Inflation: Beware the invisible killer

By David Penney

Inflation is back.

Often one of the most misunderstood economic phenomena, inflation is difficult to forecast and even more difficult to control.

It can have a wide range of impacts on the economy, not all of them negative, but for the individual it can cause a serious pain in the pocket.

In the UK, the inflation rate is currently running at its highest rate for a decade, breaching 5% last November and it has been creeping north ever since. In the US it is running at an almost 40-year high at more than 7%.

And the truth is there is a significant possibility that inflation could continue to rise – or at the very least stay stubbornly high – before it starts to come down again.

It is impossible to point to a single factor that is driving up the cost of those 700 goods and services that are used in the UK to assess the rate of inflation but a combination of low interest rates, Covid, Brexit, supply chain challenges and increased energy costs are all now finding their way back to prices generally.

In terms of how inflation is calculated, it is something of a moveable feast – last year hand gel and men’s lounge wear were added to the inflation shopping basket and electric cars and smart watches are also recent additions and it is a basket that will continue to evolve in line with consumer trends.

However, regardless of what is in the nominal basket of goods, the upshot of this rising trend for the average man or women in the street is that it is starting to have a significant impact on the value of the pound in your pocket and its purchasing power.

And for those with savings, the former US President Ronald Reagan was pretty close to the mark when he described inflation as “a violent as a mugger, as frightening as an armed robber and a deadly as a hit man”.

One way that inflation has traditionally been held in check is through increasing interest rates, making debt more expensive and theoretically putting the breaks on consumer spending and business investment, each of which put upward pressure on prices.

We recently saw the Bank of England increase interest rates from its historic low by a quarter of one per cent and we should probably expect another increase in the not too distant future, both in the UK and the US.

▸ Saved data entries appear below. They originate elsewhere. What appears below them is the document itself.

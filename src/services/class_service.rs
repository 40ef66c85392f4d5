use crate::error::{AppError, AppResult};
use crate::models::{ClassStatus, ClassType, DojoClass};
use crate::repositories::{AttendanceRepository, ClassRepository, NewClass};
use crate::services::NotificationService;
use chrono::{Duration, NaiveDate, Utc};
use serde::Serialize;
use std::collections::BTreeMap;
use std::sync::Arc;
use tracing::info;
use uuid::Uuid;

/// Dashboard payload for one class
#[derive(Debug, Serialize)]
pub struct ClassDashboard {
    pub class_info: serde_json::Value,
    pub attendance_list: Vec<serde_json::Value>,
    pub revenue: serde_json::Value,
    pub conflicts: Vec<serde_json::Value>,
}

/// Service for the class schedule
pub struct ClassService {
    class_repo: Arc<ClassRepository>,
    attendance_repo: Arc<AttendanceRepository>,
    notifications: Arc<NotificationService>,
}

impl ClassService {
    pub fn new(
        class_repo: Arc<ClassRepository>,
        attendance_repo: Arc<AttendanceRepository>,
        notifications: Arc<NotificationService>,
    ) -> Self {
        Self {
            class_repo,
            attendance_repo,
            notifications,
        }
    }

    /// Schedule a class. The window must be well-formed; duration is derived
    /// from it.
    pub async fn schedule(&self, mut new: NewClass) -> AppResult<DojoClass> {
        if new.start_time >= new.end_time {
            return Err(AppError::Validation(
                "End time must be after start time".to_string(),
            ));
        }
        if new.max_capacity < 0 {
            return Err(AppError::Validation(
                "Capacity cannot be negative".to_string(),
            ));
        }

        new.class_type = new.class_type.to_lowercase();
        ClassType::from_str(&new.class_type).map_err(AppError::Validation)?;

        let duration = (new.end_time - new.start_time).num_minutes();
        let class = self
            .class_repo
            .create(new, duration)
            .await
            .map_err(AppError::from)?;

        info!(
            "Scheduled class {} on {} ({} min)",
            class.class_name, class.class_date, class.duration_minutes
        );

        Ok(class)
    }

    /// Week of classes starting at `start_date`, grouped by day
    pub async fn weekly_schedule(
        &self,
        start_date: Option<NaiveDate>,
    ) -> AppResult<BTreeMap<String, Vec<serde_json::Value>>> {
        let start = start_date.unwrap_or_else(|| Utc::now().date_naive());
        let end = start + Duration::days(6);

        let classes = self
            .class_repo
            .find_between(start, end)
            .await
            .map_err(AppError::from)?;

        let mut schedule: BTreeMap<String, Vec<serde_json::Value>> = BTreeMap::new();
        for class in classes {
            schedule
                .entry(class.class_date.to_string())
                .or_default()
                .push(serde_json::json!({
                    "id": class.id,
                    "class_name": class.class_name,
                    "class_type": class.class_type,
                    "class_date": class.class_date,
                    "start_time": class.start_time,
                    "end_time": class.end_time,
                    "instructor": class.instructor,
                    "status": class.status,
                    "attendance_count": class.attendance_count,
                    "max_capacity": class.max_capacity,
                }));
        }

        Ok(schedule)
    }

    /// Dashboard payload for one class: schedule info, roster, revenue and
    /// same-day conflicts
    pub async fn class_dashboard(&self, class_id: Uuid) -> AppResult<ClassDashboard> {
        let class = self.require(class_id).await?;

        let attendance_list = self
            .attendance_repo
            .class_roster(class_id)
            .await
            .map_err(AppError::from)?
            .into_iter()
            .map(|entry| {
                serde_json::json!({
                    "member_id": entry.member_id,
                    "member_name": entry.member_name,
                    "status": entry.status,
                    "member_type": entry.member_type,
                    "check_in_time": entry.check_in_time,
                    "notes": entry.notes,
                })
            })
            .collect();

        let conflicts = self
            .class_repo
            .find_conflicts(class.id, class.class_date, class.start_time, class.end_time)
            .await
            .map_err(AppError::from)?
            .into_iter()
            .map(|c| {
                serde_json::json!({
                    "id": c.id,
                    "class_name": c.class_name,
                    "start_time": c.start_time,
                    "end_time": c.end_time,
                    "instructor": c.instructor,
                })
            })
            .collect();

        Ok(ClassDashboard {
            class_info: serde_json::json!({
                "name": class.class_name,
                "type": class.class_type,
                "date": class.class_date,
                "time": format!("{} - {}", class.start_time, class.end_time),
                "instructor": class.instructor,
                "status": class.status,
                "capacity": class.max_capacity,
                "attendance": class.attendance_count,
            }),
            attendance_list,
            revenue: serde_json::json!({
                "total": class.total_revenue,
                "drop_in_fee": class.drop_in_fee,
                "member_fee": class.member_fee,
            }),
            conflicts,
        })
    }

    /// Classes led by one instructor in a date window (defaults to the next
    /// 30 days)
    pub async fn instructor_schedule(
        &self,
        instructor: &str,
        start_date: Option<NaiveDate>,
        end_date: Option<NaiveDate>,
    ) -> AppResult<Vec<DojoClass>> {
        let start = start_date.unwrap_or_else(|| Utc::now().date_naive());
        let end = end_date.unwrap_or(start + Duration::days(30));

        self.class_repo
            .find_by_instructor(instructor, start, end)
            .await
            .map_err(AppError::from)
    }

    /// Send a best-effort reminder to recent attendees of this class type.
    /// Returns how many reminders were attempted.
    pub async fn send_reminders(&self, class_id: Uuid) -> AppResult<i64> {
        let class = self.require(class_id).await?;

        if ClassStatus::from_str(&class.status) != Ok(ClassStatus::Scheduled) {
            return Err(AppError::BusinessLogic(
                "Reminders can only be sent for scheduled classes".to_string(),
            ));
        }

        let cutoff = class.class_date - Duration::days(30);
        let attendees = self
            .attendance_repo
            .recent_attendees_of_type(&class.class_type, cutoff)
            .await
            .map_err(AppError::from)?;

        let mut sent = 0;
        for (_, member_name, email) in attendees {
            self.notifications
                .send(
                    email.as_deref(),
                    "class_reminder",
                    vec![
                        ("member_name", member_name),
                        ("class_name", class.class_name.clone()),
                        ("class_date", class.class_date.to_string()),
                        ("start_time", class.start_time.to_string()),
                        ("instructor", class.instructor.clone()),
                        (
                            "location",
                            class.location.clone().unwrap_or_else(|| "Main Mat".to_string()),
                        ),
                    ],
                )
                .await;
            sent += 1;
        }

        info!("Sent {} reminders for class {}", sent, class.class_name);

        Ok(sent)
    }

    async fn require(&self, class_id: Uuid) -> AppResult<DojoClass> {
        self.class_repo
            .find_by_id(class_id)
            .await
            .map_err(AppError::from)?
            .ok_or_else(|| AppError::NotFound(format!("Class {} not found", class_id)))
    }
}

However, with many of the problems fuelling price rises being supply side related, dampening demand is unlikely to deal with the core issues at play. As I read in a recent commentary about the issue, with interest rates at such a low base, it is akin to trying to spear a T-rex with a toothpick.

The good news, if you can call it that, is that we are a long way from when inflation peaked in the modern era at 18% exactly 40 years ago but the less favourable news is that this inflationary period is unlikely to go anywhere soon.

This means that those who do have cash in the bank should be seriously considering taking action to mitigate the impact of inflation because in today’s low interest rate environment, beating inflation with a savings account is an impossible mission. 

Indeed, in a period of high inflation and ultra low interest rates, you really don’t want to hold more cash than is necessary for any length of time and right now if your savings are in a bank or a building society then they are probably earning a real return of -4% and this is likely to be true for at least the rest of 2022.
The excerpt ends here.